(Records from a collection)
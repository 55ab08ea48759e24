//! Stage state and core simulation types
//!
//! Everything the simulation mutates lives in [`Stage`]; collaborators only
//! read it and consume the queued [`GameEvent`]s.

use glam::{IVec2, Vec2};
use serde::{Deserialize, Serialize};

use super::grid::TileGrid;
use super::tile::{Item, Marker, SolidKind, Tile};
use super::tilemap::{LoadError, Tilemap};
use crate::audio::SoundCue;
use crate::consts::*;
use crate::settings::Tuning;

/// Facing / movement direction
#[derive(Debug, Clone, Copy, PartialEq, Eq, Default, Serialize, Deserialize)]
pub enum Direction {
    #[default]
    Right,
    Up,
    Left,
    Down,
}

impl Direction {
    /// Unit step in grid space (y grows downward)
    pub fn delta(self) -> IVec2 {
        match self {
            Direction::Right => IVec2::new(1, 0),
            Direction::Up => IVec2::new(0, -1),
            Direction::Left => IVec2::new(-1, 0),
            Direction::Down => IVec2::new(0, 1),
        }
    }
}

/// Items carried by the player
#[derive(Debug, Clone, Copy, PartialEq, Eq, Default, Serialize, Deserialize)]
pub struct Inventory {
    pub pickaxe: u8,
    pub shovel: u8,
    pub bombs: u8,
    pub keys: u8,
    pub gems: u8,
    pub max_gems: u8,
}

impl Inventory {
    pub fn count(&self, item: Item) -> u8 {
        match item {
            Item::Key => self.keys,
            Item::Pickaxe => self.pickaxe,
            Item::Shovel => self.shovel,
            Item::Bomb => self.bombs,
            Item::Gem => self.gems,
        }
    }

    fn slot(&mut self, item: Item) -> &mut u8 {
        match item {
            Item::Key => &mut self.keys,
            Item::Pickaxe => &mut self.pickaxe,
            Item::Shovel => &mut self.shovel,
            Item::Bomb => &mut self.bombs,
            Item::Gem => &mut self.gems,
        }
    }

    pub fn add(&mut self, item: Item) {
        let slot = self.slot(item);
        *slot = slot.saturating_add(1);
    }

    /// Consume one of `item`; false (and no change) if none are held
    pub fn take(&mut self, item: Item) -> bool {
        let slot = self.slot(item);
        if *slot == 0 {
            return false;
        }
        *slot -= 1;
        true
    }
}

/// The player entity
#[derive(Debug, Clone, Serialize, Deserialize)]
pub struct Player {
    pub pos: IVec2,
    pub target: IVec2,
    /// Ticks left in the current move (0 = idle)
    pub move_timer: i32,
    pub moving: bool,
    /// One-frame pose after a successful activation
    pub acting: bool,
    pub direction: Direction,
    /// Sprite is mirrored (facing left)
    pub flip: bool,
    pub inventory: Inventory,
    pub victory: bool,
    pub redraw: bool,
}

impl Player {
    pub fn new(pos: IVec2, inventory: Inventory) -> Self {
        Self {
            pos,
            target: pos,
            move_timer: 0,
            moving: false,
            acting: false,
            direction: Direction::default(),
            flip: false,
            inventory,
            victory: false,
            redraw: true,
        }
    }

    pub fn is_idle(&self) -> bool {
        !self.moving && self.move_timer == 0
    }

    /// Interpolated position in cell units
    pub fn render_pos(&self, move_ticks: i32) -> Vec2 {
        lerp_cells(self.pos, self.target, self.move_timer, move_ticks)
    }
}

/// Linear interpolation from `pos` toward `target`, proportional to the elapsed part of a move
fn lerp_cells(pos: IVec2, target: IVec2, timer: i32, move_ticks: i32) -> Vec2 {
    if move_ticks <= 0 || timer <= 0 {
        return pos.as_vec2();
    }
    let remaining = timer.min(move_ticks) as f32 / move_ticks as f32;
    target.as_vec2() + (pos - target).as_vec2() * remaining
}

/// Movable kinds with their kind-specific timer
#[derive(Debug, Clone, Copy, PartialEq, Eq, Serialize, Deserialize)]
pub enum MovableKind {
    Boulder,
    /// Completed player moves left before detonation
    Bomb { fuse: u8 },
    /// Fixed-point spin phase (cosmetic)
    BlackHole { phase: u32 },
}

impl MovableKind {
    pub fn is_black_hole(&self) -> bool {
        matches!(self, MovableKind::BlackHole { .. })
    }

    /// Whether a pushed movable of this kind may enter a cell of this category
    pub fn can_enter(&self, solid: SolidKind) -> bool {
        match self {
            MovableKind::BlackHole { .. } => {
                !matches!(solid, SolidKind::Wall | SolidKind::Occupied)
            }
            _ => matches!(solid, SolidKind::Free | SolidKind::Lava),
        }
    }
}

/// A pushable entity
#[derive(Debug, Clone, Serialize, Deserialize)]
pub struct Movable {
    pub kind: MovableKind,
    pub pos: IVec2,
    pub target: IVec2,
    /// Mirrors the player's timer while moving
    pub move_timer: i32,
    pub moving: bool,
    pub exists: bool,
    pub redraw: bool,
}

impl Movable {
    pub fn new(kind: MovableKind, pos: IVec2) -> Self {
        Self {
            kind,
            pos,
            target: pos,
            move_timer: 0,
            moving: false,
            exists: true,
            redraw: true,
        }
    }

    fn vacant() -> Self {
        Self {
            exists: false,
            redraw: false,
            ..Self::new(MovableKind::Boulder, IVec2::ZERO)
        }
    }

    pub fn render_pos(&self, move_ticks: i32) -> Vec2 {
        lerp_cells(self.pos, self.target, self.move_timer, move_ticks)
    }
}

/// Index-stable movable slots. A slot index never changes while the stage lives.
#[derive(Debug, Clone, Default, Serialize, Deserialize)]
pub struct MovablePool {
    slots: Vec<Movable>,
}

impl MovablePool {
    pub fn with_capacity(capacity: usize) -> Result<Self, LoadError> {
        let mut slots = Vec::new();
        slots.try_reserve_exact(capacity)?;
        slots.resize_with(capacity, Movable::vacant);
        Ok(Self { slots })
    }

    pub fn capacity(&self) -> usize {
        self.slots.len()
    }

    /// Vacate every slot without releasing them
    pub fn clear(&mut self) {
        self.slots.iter_mut().for_each(|m| *m = Movable::vacant());
    }

    /// Place a movable in the first vacant slot, appending one if all are taken
    pub fn spawn(&mut self, kind: MovableKind, pos: IVec2) -> usize {
        let movable = Movable::new(kind, pos);
        match self.slots.iter().position(|m| !m.exists) {
            Some(i) => {
                self.slots[i] = movable;
                i
            }
            None => {
                log::debug!("Movable pool full, growing to {}", self.slots.len() + 1);
                self.slots.push(movable);
                self.slots.len() - 1
            }
        }
    }

    pub fn get(&self, slot: usize) -> Option<&Movable> {
        self.slots.get(slot).filter(|m| m.exists)
    }

    pub fn get_mut(&mut self, slot: usize) -> Option<&mut Movable> {
        self.slots.get_mut(slot).filter(|m| m.exists)
    }

    /// Slot of the existing movable standing on `cell`
    pub fn at(&self, cell: IVec2) -> Option<usize> {
        self.slots.iter().position(|m| m.exists && m.pos == cell)
    }

    pub fn destroy(&mut self, slot: usize) {
        if let Some(m) = self.slots.get_mut(slot) {
            m.exists = false;
            m.moving = false;
            m.move_timer = 0;
        }
    }

    /// Existing movables with their slot index
    pub fn iter(&self) -> impl Iterator<Item = (usize, &Movable)> {
        self.slots.iter().enumerate().filter(|(_, m)| m.exists)
    }

    pub fn iter_mut(&mut self) -> impl Iterator<Item = (usize, &mut Movable)> {
        self.slots.iter_mut().enumerate().filter(|(_, m)| m.exists)
    }

    pub fn live_count(&self) -> usize {
        self.iter().count()
    }
}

### [Assignment]
Write the records out once more, word for word.

### [Solution for this task]
repository 55ab08ea48759e24
//! Stage state and core simulation types
//!
//! Everything the simulation mutates lives in [`Stage`]; collaborators only
//! read it and consume the queued [`GameEvent`]s.

use glam::{IVec2, Vec2};
use serde::{Deserialize, Serialize};

use super::grid::TileGrid;
use super::tile::{Item, Marker, SolidKind, Tile};
use super::tilemap::{LoadError, Tilemap};
use crate::audio::SoundCue;
use crate::consts::*;
use crate::settings::Tuning;

/// Facing / movement direction
#[derive(Debug, Clone, Copy, PartialEq, Eq, Default, Serialize, Deserialize)]
pub enum Direction {
    #[default]
    Right,
    Up,
    Left,
    Down,
}

impl Direction {
    /// Unit step in grid space (y grows downward)
    pub fn delta(self) -> IVec2 {
        match self {
            Direction::Right => IVec2::new(1, 0),
            Direction::Up => IVec2::new(0, -1),
            Direction::Left => IVec2::new(-1, 0),
            Direction::Down => IVec2::new(0, 1),
        }
    }
}

/// Items carried by the player
#[derive(Debug, Clone, Copy, PartialEq, Eq, Default, Serialize, Deserialize)]
pub struct Inventory {
    pub pickaxe: u8,
    pub shovel: u8,
    pub bombs: u8,
    pub keys: u8,
    pub gems: u8,
    pub max_gems: u8,
}

impl Inventory {
    pub fn count(&self, item: Item) -> u8 {
        match item {
            Item::Key => self.keys,
            Item::Pickaxe => self.pickaxe,
            Item::Shovel => self.shovel,
            Item::Bomb => self.bombs,
            Item::Gem => self.gems,
        }
    }

    fn slot(&mut self, item: Item) -> &mut u8 {
        match item {
            Item::Key => &mut self.keys,
            Item::Pickaxe => &mut self.pickaxe,
            Item::Shovel => &mut self.shovel,
            Item::Bomb => &mut self.bombs,
            Item::Gem => &mut self.gems,
        }
    }

    pub fn add(&mut self, item: Item) {
        let slot = self.slot(item);
        *slot = slot.saturating_add(1);
    }

    /// Consume one of `item`; false (and no change) if none are held
    pub fn take(&mut self, item: Item) -> bool {
        let slot = self.slot(item);
        if *slot == 0 {
            return false;
        }
        *slot -= 1;
        true
    }
}

/// The player entity
#[derive(Debug, Clone, Serialize, Deserialize)]
pub struct Player {
    pub pos: IVec2,
    pub target: IVec2,
    /// Ticks left in the current move (0 = idle)
    pub move_timer: i32,
    pub moving: bool,
    /// One-frame pose after a successful activation
    pub acting: bool,
    pub direction: Direction,
    /// Sprite is mirrored (facing left)
    pub flip: bool,
    pub inventory: Inventory,
    pub victory: bool,
    pub redraw: bool,
}

impl Player {
    pub fn new(pos: IVec2, inventory: Inventory) -> Self {
        Self {
            pos,
            target: pos,
            move_timer: 0,
            moving: false,
            acting: false,
            direction: Direction::default(),
            flip: false,
            inventory,
            victory: false,
            redraw: true,
        }
    }

    pub fn is_idle(&self) -> bool {
        !self.moving && self.move_timer == 0
    }

    /// Interpolated position in cell units
    pub fn render_pos(&self, move_ticks: i32) -> Vec2 {
        lerp_cells(self.pos, self.target, self.move_timer, move_ticks)
    }
}

/// Linear interpolation from `pos` toward `target`, proportional to the elapsed part of a move
fn lerp_cells(pos: IVec2, target: IVec2, timer: i32, move_ticks: i32) -> Vec2 {
    if move_ticks <= 0 || timer <= 0 {
        return pos.as_vec2();
    }
    let remaining = timer.min(move_ticks) as f32 / move_ticks as f32;
    target.as_vec2() + (pos - target).as_vec2() * remaining
}

/// Movable kinds with their kind-specific timer
#[derive(Debug, Clone, Copy, PartialEq, Eq, Serialize, Deserialize)]
pub enum MovableKind {
    Boulder,
    /// Completed player moves left before detonation
    Bomb { fuse: u8 },
    /// Fixed-point spin phase (cosmetic)
    BlackHole { phase: u32 },
}

impl MovableKind {
    pub fn is_black_hole(&self) -> bool {
        matches!(self, MovableKind::BlackHole { .. })
    }

    /// Whether a pushed movable of this kind may enter a cell of this category
    pub fn can_enter(&self, solid: SolidKind) -> bool {
        match self {
            MovableKind::BlackHole { .. } => {
                !matches!(solid, SolidKind::Wall | SolidKind::Occupied)
            }
            _ => matches!(solid, SolidKind::Free | SolidKind::Lava),
        }
    }
}

/// A pushable entity
#[derive(Debug, Clone, Serialize, Deserialize)]
pub struct Movable {
    pub kind: MovableKind,
    pub pos: IVec2,
    pub target: IVec2,
    /// Mirrors the player's timer while moving
    pub move_timer: i32,
    pub moving: bool,
    pub exists: bool,
    pub redraw: bool,
}

impl Movable {
    pub fn new(kind: MovableKind, pos: IVec2) -> Self {
        Self {
            kind,
            pos,
            target: pos,
            move_timer: 0,
            moving: false,
            exists: true,
            redraw: true,
        }
    }

    fn vacant() -> Self {
        Self {
            exists: false,
            redraw: false,
            ..Self::new(MovableKind::Boulder, IVec2::ZERO)
        }
    }

    pub fn render_pos(&self, move_ticks: i32) -> Vec2 {
        lerp_cells(self.pos, self.target, self.move_timer, move_ticks)
    }
}

/// Index-stable movable slots. A slot index never changes while the stage lives.
#[derive(Debug, Clone, Default, Serialize, Deserialize)]
pub struct MovablePool {
    slots: Vec<Movable>,
}

impl MovablePool {
    pub fn with_capacity(capacity: usize) -> Result<Self, LoadError> {
        let mut slots = Vec::new();
        slots.try_reserve_exact(capacity)?;
        slots.resize_with(capacity, Movable::vacant);
        Ok(Self { slots })
    }

    pub fn capacity(&self) -> usize {
        self.slots.len()
    }

    /// Vacate every slot without releasing them
    pub fn clear(&mut self) {
        self.slots.iter_mut().for_each(|m| *m = Movable::vacant());
    }

    /// Place a movable in the first vacant slot, appending one if all are taken
    pub fn spawn(&mut self, kind: MovableKind, pos: IVec2) -> usize {
        let movable = Movable::new(kind, pos);
        match self.slots.iter().position(|m| !m.exists) {
            Some(i) => {
                self.slots[i] = movable;
                i
            }
            None => {
                log::debug!("Movable pool full, growing to {}", self.slots.len() + 1);
                self.slots.push(movable);
                self.slots.len() - 1
            }
        }
    }

    pub fn get(&self, slot: usize) -> Option<&Movable> {
        self.slots.get(slot).filter(|m| m.exists)
    }

    pub fn get_mut(&mut self, slot: usize) -> Option<&mut Movable> {
        self.slots.get_mut(slot).filter(|m| m.exists)
    }

    /// Slot of the existing movable standing on `cell`
    pub fn at(&self, cell: IVec2) -> Option<usize> {
        self.slots.iter().position(|m| m.exists && m.pos == cell)
    }

    pub fn destroy(&mut self, slot: usize) {
        if let Some(m) = self.slots.get_mut(slot) {
            m.exists = false;
            m.moving = false;
            m.move_timer = 0;
        }
    }

    /// Existing movables with their slot index
    pub fn iter(&self) -> impl Iterator<Item = (usize, &Movable)> {
        self.slots.iter().enumerate().filter(|(_, m)| m.exists)
    }

    pub fn iter_mut(&mut self) -> impl Iterator<Item = (usize, &mut Movable)> {
        self.slots.iter_mut().enumerate().filter(|(_, m)| m.exists)
    }

    pub fn live_count(&self) -> usize {
        self.iter().count()
    }
}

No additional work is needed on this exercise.